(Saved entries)
-------------------------

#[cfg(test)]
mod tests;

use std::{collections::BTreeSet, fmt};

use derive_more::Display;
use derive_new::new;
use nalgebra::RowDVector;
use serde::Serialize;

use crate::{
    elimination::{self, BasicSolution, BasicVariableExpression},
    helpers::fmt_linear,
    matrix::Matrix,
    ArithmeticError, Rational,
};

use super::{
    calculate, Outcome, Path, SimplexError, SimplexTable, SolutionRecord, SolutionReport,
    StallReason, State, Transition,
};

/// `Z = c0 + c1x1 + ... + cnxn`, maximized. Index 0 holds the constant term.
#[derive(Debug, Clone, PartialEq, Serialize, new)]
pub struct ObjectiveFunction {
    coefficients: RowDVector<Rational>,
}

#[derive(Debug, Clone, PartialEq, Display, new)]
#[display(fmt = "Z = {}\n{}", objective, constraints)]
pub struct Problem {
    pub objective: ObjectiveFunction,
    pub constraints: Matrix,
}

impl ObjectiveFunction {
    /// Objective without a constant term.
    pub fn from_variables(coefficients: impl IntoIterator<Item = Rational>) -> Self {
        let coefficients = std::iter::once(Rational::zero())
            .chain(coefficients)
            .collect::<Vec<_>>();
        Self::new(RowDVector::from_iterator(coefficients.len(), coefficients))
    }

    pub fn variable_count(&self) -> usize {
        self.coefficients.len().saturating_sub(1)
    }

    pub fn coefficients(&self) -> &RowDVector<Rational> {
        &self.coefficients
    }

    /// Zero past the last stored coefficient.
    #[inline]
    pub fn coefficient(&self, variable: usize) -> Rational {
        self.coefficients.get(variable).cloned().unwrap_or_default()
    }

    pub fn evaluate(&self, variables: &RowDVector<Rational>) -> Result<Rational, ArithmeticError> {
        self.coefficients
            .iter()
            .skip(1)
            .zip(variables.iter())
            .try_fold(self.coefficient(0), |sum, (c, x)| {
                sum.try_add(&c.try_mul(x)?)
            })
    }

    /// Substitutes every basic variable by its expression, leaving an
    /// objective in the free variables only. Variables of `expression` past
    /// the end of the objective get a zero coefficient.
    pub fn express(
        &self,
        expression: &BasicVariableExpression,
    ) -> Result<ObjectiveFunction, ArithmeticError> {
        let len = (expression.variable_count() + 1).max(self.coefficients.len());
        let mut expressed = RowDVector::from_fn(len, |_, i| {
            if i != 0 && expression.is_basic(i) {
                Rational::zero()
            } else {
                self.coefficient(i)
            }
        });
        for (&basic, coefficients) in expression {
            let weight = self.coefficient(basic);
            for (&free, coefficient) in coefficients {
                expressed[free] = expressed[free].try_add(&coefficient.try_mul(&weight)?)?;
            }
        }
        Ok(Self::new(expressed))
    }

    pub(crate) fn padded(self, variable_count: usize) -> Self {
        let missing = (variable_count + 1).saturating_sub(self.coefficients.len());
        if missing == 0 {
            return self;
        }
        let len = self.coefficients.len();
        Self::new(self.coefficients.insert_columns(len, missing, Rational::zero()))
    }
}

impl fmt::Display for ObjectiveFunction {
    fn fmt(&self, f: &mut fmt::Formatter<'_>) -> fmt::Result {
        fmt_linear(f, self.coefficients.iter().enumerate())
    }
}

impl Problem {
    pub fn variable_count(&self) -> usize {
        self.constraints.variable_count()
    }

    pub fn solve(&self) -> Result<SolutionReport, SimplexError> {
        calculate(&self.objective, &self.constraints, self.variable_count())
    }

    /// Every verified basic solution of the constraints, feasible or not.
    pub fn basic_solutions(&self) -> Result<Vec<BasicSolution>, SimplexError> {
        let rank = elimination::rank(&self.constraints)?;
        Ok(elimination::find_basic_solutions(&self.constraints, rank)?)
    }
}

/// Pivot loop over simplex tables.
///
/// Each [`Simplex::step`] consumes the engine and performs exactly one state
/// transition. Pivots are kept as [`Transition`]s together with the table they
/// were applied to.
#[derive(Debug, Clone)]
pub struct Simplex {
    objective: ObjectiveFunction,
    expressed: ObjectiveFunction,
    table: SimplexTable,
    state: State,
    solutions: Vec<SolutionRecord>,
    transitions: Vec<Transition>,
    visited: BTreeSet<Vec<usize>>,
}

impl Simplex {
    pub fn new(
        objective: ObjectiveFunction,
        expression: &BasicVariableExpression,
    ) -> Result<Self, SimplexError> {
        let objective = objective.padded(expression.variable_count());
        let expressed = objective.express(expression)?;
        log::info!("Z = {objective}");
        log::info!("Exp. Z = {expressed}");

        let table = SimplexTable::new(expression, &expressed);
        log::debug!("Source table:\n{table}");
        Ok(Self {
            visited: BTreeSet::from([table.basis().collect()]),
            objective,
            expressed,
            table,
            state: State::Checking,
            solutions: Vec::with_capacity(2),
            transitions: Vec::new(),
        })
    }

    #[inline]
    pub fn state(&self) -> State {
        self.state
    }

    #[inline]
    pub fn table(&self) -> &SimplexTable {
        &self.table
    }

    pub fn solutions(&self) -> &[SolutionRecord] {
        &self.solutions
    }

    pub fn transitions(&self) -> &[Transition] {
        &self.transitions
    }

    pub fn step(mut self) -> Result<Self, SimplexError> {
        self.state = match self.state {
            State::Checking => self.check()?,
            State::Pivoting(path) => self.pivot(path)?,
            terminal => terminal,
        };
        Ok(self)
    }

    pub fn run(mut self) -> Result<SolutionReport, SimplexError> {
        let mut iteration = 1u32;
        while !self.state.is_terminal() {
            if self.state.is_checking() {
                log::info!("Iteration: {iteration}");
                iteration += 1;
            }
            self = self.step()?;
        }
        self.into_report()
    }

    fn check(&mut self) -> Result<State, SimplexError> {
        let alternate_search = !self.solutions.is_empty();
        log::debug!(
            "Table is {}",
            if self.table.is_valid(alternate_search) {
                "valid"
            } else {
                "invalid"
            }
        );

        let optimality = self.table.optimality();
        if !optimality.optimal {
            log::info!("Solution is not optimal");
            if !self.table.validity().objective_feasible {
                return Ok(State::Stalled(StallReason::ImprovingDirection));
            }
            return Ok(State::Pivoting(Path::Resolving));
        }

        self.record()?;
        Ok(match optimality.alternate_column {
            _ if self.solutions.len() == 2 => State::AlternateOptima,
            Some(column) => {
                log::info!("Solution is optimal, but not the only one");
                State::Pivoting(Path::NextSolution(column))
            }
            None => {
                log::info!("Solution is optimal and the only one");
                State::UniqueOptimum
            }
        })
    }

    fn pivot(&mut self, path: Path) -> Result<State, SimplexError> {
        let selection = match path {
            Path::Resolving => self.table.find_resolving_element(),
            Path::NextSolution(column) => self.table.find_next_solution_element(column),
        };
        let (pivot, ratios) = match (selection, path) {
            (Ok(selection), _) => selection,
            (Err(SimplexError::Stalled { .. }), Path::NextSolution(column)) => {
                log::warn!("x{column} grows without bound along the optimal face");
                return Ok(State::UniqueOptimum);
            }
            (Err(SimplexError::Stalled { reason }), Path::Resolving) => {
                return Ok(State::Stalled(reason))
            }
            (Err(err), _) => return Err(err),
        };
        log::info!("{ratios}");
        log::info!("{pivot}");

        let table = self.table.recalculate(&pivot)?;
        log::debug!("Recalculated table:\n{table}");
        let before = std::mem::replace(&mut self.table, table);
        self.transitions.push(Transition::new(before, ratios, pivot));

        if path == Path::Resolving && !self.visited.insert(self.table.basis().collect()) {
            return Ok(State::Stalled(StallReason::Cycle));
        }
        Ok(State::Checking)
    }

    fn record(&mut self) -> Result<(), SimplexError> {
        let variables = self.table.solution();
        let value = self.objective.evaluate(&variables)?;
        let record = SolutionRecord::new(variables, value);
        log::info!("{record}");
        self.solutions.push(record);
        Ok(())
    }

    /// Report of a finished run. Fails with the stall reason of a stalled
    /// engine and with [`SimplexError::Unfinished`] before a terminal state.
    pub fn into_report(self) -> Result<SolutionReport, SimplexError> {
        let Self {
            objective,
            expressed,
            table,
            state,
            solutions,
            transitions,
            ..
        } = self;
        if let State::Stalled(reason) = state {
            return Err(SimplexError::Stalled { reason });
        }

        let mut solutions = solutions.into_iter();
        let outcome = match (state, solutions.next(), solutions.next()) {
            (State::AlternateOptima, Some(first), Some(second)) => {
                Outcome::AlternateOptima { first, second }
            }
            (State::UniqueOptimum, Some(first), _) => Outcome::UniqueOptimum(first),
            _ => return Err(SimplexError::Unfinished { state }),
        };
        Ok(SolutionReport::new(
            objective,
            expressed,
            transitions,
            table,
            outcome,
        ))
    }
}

-------------------------

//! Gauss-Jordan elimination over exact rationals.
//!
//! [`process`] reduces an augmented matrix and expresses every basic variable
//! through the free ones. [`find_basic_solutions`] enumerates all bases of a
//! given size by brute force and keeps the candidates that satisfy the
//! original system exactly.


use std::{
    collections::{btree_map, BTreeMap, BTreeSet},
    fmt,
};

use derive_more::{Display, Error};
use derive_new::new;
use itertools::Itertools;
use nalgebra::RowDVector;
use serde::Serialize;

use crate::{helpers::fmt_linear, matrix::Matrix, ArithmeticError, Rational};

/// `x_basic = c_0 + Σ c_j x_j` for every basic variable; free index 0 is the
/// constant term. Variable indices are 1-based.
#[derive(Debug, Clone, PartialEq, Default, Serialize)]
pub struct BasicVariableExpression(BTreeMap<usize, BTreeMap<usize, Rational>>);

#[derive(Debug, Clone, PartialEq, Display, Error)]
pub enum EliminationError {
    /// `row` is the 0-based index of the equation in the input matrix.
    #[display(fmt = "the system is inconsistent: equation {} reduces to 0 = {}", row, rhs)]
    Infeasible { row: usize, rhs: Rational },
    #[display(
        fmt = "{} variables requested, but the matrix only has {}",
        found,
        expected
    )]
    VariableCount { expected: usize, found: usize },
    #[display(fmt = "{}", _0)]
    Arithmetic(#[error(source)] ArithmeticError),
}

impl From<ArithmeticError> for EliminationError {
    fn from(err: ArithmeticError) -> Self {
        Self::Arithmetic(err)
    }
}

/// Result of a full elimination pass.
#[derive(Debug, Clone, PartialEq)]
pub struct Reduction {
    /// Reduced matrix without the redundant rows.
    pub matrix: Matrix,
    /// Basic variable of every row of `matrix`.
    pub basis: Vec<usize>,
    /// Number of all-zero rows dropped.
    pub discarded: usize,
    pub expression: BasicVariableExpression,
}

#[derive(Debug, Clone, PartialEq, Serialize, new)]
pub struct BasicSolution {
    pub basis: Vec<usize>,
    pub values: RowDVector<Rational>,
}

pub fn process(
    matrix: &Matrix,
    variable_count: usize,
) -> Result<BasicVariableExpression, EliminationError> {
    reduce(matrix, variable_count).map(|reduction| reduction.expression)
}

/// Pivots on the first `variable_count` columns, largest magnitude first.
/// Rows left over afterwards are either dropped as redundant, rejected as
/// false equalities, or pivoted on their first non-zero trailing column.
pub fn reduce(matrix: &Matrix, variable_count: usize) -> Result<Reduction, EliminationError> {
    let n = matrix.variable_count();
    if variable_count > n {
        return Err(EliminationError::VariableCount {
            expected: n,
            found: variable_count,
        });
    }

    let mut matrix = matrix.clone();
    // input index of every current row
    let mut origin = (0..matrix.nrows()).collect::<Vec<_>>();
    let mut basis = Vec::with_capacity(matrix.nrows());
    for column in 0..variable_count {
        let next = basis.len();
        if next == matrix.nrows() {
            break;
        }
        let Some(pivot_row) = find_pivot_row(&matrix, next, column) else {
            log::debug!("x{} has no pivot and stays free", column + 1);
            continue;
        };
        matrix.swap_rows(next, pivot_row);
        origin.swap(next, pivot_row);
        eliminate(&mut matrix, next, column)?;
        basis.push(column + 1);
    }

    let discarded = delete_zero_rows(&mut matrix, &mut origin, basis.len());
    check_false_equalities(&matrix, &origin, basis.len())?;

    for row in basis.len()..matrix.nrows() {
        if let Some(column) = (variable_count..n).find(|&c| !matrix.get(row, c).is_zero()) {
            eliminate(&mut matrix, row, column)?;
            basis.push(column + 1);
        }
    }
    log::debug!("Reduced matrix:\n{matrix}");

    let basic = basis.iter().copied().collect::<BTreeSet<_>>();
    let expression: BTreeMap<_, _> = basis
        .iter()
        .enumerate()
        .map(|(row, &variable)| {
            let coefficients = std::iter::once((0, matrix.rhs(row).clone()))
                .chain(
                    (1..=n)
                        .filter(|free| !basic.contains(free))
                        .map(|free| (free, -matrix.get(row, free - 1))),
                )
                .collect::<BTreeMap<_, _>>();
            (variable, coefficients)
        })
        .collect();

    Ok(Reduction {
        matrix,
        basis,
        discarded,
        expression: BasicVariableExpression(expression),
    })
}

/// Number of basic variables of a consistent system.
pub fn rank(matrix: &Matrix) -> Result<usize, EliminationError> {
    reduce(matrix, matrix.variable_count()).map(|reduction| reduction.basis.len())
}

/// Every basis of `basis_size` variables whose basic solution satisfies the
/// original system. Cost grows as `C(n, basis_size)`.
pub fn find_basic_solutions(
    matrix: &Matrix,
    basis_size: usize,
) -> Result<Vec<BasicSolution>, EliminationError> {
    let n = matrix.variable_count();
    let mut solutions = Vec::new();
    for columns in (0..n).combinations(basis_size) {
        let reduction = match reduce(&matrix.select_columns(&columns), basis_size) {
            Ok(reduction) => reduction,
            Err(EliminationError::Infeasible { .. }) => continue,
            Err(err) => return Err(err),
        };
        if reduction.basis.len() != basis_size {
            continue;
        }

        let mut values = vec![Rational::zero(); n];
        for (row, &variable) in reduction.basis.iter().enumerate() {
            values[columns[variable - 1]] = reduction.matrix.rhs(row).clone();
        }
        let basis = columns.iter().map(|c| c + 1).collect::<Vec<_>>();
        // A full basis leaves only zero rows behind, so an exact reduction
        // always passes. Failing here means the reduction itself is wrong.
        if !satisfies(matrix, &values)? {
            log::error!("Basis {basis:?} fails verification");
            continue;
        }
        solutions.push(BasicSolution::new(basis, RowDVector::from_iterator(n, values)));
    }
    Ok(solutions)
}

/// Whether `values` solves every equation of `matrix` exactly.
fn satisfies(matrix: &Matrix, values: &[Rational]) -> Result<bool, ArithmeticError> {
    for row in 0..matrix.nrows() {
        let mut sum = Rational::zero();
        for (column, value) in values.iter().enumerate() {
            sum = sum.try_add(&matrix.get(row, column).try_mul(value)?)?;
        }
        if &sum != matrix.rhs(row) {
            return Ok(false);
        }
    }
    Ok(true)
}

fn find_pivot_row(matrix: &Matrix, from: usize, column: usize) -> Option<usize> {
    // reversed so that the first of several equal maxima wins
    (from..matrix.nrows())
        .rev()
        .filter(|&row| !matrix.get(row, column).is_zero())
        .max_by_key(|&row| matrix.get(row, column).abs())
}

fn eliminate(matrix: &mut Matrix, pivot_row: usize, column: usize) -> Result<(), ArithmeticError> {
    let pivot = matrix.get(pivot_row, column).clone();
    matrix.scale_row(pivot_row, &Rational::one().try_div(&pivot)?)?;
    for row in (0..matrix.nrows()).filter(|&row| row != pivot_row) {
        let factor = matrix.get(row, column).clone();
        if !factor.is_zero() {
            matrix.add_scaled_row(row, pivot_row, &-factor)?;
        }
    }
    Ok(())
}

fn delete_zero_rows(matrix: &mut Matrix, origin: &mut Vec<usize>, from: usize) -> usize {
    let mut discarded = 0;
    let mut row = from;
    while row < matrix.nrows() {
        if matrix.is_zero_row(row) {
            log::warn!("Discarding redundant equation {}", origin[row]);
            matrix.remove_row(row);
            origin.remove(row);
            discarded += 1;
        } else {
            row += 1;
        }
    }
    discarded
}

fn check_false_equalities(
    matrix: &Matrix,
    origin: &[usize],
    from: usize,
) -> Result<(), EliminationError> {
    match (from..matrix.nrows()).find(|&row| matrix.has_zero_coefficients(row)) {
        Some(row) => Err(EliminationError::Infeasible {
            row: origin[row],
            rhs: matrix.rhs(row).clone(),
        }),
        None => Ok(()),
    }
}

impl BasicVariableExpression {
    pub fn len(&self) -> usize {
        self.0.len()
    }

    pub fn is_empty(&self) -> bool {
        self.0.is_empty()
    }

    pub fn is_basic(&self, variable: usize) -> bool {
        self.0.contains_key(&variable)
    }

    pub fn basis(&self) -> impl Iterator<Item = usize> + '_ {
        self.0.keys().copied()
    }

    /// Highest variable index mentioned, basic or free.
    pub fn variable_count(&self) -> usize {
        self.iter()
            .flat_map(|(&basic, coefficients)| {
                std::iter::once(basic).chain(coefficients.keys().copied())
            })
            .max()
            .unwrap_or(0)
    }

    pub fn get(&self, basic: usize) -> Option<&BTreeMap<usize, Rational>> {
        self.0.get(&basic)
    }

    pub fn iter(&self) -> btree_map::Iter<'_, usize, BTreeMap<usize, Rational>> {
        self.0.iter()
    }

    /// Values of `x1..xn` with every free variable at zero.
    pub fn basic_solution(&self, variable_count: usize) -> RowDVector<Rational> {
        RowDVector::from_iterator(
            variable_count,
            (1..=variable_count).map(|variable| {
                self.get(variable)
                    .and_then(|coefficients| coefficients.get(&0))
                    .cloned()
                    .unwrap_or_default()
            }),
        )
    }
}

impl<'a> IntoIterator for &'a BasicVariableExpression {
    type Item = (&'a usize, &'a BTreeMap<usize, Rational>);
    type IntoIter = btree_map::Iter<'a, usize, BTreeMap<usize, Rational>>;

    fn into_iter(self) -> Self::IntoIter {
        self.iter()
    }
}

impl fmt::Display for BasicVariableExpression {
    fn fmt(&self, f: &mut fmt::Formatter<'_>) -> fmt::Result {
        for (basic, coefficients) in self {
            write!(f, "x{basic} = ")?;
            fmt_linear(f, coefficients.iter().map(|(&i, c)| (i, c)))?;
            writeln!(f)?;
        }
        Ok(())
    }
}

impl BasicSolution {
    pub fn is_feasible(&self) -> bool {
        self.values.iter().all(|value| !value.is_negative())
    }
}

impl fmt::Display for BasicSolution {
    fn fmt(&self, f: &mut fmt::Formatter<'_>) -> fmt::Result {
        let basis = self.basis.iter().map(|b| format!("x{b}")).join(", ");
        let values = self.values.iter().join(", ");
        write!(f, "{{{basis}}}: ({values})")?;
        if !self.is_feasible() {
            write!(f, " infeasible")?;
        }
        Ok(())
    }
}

-------------------------

**Task statement:** Set down, unchanged, only those lines above that fall between the line with "#[cfg(test)]" and the line with "objective in the", the two end lines included.

**Output of the task:**
#[cfg(test)]
mod tests;

use std::{collections::BTreeSet, fmt};

use derive_more::Display;
use derive_new::new;
use nalgebra::RowDVector;
use serde::Serialize;

use crate::{
    elimination::{self, BasicSolution, BasicVariableExpression},
    helpers::fmt_linear,
    matrix::Matrix,
    ArithmeticError, Rational,
};

use super::{
    calculate, Outcome, Path, SimplexError, SimplexTable, SolutionRecord, SolutionReport,
    StallReason, State, Transition,
};

/// `Z = c0 + c1x1 + ... + cnxn`, maximized. Index 0 holds the constant term.
#[derive(Debug, Clone, PartialEq, Serialize, new)]
pub struct ObjectiveFunction {
    coefficients: RowDVector<Rational>,
}

#[derive(Debug, Clone, PartialEq, Display, new)]
#[display(fmt = "Z = {}\n{}", objective, constraints)]
pub struct Problem {
    pub objective: ObjectiveFunction,
    pub constraints: Matrix,
}

impl ObjectiveFunction {
    /// Objective without a constant term.
    pub fn from_variables(coefficients: impl IntoIterator<Item = Rational>) -> Self {
        let coefficients = std::iter::once(Rational::zero())
            .chain(coefficients)
            .collect::<Vec<_>>();
        Self::new(RowDVector::from_iterator(coefficients.len(), coefficients))
    }

    pub fn variable_count(&self) -> usize {
        self.coefficients.len().saturating_sub(1)
    }

    pub fn coefficients(&self) -> &RowDVector<Rational> {
        &self.coefficients
    }

    /// Zero past the last stored coefficient.
    #[inline]
    pub fn coefficient(&self, variable: usize) -> Rational {
        self.coefficients.get(variable).cloned().unwrap_or_default()
    }

    pub fn evaluate(&self, variables: &RowDVector<Rational>) -> Result<Rational, ArithmeticError> {
        self.coefficients
            .iter()
            .skip(1)
            .zip(variables.iter())
            .try_fold(self.coefficient(0), |sum, (c, x)| {
                sum.try_add(&c.try_mul(x)?)
            })
    }

    /// Substitutes every basic variable by its expression, leaving an
    /// objective in the free variables only. Variables of `expression` past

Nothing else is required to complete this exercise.